/---

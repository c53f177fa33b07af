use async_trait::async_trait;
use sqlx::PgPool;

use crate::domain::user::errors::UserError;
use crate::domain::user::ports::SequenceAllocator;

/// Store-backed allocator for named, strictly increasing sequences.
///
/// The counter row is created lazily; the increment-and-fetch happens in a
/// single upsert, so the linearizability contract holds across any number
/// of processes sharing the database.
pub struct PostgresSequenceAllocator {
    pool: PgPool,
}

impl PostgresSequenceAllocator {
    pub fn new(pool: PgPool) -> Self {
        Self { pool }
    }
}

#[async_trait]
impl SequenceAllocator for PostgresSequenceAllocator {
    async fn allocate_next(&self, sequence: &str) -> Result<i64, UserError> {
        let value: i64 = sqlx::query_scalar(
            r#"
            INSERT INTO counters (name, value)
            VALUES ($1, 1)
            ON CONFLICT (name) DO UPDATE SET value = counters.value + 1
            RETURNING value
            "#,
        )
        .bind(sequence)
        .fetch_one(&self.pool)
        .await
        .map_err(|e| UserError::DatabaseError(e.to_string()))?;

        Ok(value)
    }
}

\---

Search the data above for the string "counters" and return every line that has it.

▸ **Expected answer**:
            INSERT INTO counters (name, value)
            ON CONFLICT (name) DO UPDATE SET value = counters.value + 1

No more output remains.